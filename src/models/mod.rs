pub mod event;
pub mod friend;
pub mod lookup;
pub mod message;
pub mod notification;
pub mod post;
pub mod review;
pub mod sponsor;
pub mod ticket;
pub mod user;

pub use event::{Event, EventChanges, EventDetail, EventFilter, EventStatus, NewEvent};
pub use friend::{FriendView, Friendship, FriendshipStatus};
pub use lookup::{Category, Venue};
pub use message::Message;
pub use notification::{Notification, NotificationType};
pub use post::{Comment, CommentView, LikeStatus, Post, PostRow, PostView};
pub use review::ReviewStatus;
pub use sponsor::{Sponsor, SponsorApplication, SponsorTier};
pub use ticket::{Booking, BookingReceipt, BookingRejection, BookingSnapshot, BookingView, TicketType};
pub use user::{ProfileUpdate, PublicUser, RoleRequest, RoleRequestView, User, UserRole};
+ + + +
Required work:
Go through the lines above. Select every one that has the string "ticket".

Task response:
pub mod ticket;
pub use ticket::{Booking, BookingReceipt, BookingRejection, BookingSnapshot, BookingView, TicketType};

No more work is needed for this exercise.